THE TASK:
What is the number of lines below that include "sessions"? Give that number alone.

RAW DATA:

═══

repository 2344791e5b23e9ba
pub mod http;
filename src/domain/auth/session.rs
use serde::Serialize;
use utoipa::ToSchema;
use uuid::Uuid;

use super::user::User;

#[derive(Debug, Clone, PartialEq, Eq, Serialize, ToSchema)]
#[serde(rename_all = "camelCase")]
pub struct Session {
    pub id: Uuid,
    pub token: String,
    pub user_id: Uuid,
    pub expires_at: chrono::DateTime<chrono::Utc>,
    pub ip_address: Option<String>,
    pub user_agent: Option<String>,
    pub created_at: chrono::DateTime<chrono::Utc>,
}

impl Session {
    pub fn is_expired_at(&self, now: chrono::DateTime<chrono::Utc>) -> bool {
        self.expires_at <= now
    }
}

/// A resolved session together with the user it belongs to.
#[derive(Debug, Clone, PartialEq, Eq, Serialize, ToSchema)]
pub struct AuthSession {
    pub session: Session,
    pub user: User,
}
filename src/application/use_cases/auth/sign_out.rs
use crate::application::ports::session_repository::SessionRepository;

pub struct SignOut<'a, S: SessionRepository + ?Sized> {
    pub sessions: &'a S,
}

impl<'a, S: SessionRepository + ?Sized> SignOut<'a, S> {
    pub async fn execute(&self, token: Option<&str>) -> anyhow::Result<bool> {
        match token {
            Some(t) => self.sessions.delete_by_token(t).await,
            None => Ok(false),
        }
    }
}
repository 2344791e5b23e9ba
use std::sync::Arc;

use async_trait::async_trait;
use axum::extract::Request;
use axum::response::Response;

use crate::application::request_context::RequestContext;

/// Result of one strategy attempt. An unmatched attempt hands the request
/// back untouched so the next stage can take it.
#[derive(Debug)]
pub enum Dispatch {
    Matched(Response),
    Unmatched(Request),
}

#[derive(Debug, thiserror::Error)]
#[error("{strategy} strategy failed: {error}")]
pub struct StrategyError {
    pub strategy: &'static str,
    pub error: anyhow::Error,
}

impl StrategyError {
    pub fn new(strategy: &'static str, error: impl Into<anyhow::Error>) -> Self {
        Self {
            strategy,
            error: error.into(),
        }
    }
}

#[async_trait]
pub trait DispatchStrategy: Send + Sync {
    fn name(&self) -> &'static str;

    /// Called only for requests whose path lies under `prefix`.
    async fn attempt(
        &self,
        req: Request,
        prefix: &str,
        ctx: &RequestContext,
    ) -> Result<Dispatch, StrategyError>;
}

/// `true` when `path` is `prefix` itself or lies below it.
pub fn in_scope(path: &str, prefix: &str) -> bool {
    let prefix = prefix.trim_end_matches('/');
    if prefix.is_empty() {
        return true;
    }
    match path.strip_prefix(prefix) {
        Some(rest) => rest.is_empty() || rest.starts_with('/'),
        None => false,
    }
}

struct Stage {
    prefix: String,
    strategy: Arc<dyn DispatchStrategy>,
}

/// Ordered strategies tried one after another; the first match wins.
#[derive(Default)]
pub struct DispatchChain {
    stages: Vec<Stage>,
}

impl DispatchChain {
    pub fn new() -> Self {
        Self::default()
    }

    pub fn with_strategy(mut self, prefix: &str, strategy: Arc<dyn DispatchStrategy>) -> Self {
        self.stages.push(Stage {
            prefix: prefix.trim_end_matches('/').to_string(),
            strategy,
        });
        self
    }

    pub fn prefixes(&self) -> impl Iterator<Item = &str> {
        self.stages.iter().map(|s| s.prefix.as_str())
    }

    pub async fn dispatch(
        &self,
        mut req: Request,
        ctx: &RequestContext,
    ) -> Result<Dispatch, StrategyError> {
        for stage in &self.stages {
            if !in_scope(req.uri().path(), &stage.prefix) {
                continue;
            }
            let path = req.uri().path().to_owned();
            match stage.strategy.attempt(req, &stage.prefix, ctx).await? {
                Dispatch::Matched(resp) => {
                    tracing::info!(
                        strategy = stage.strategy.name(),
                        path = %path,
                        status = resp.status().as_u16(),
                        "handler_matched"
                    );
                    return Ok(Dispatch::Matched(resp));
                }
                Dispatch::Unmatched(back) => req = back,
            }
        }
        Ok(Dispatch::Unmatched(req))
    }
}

═══

EXERCISE RESULT:
2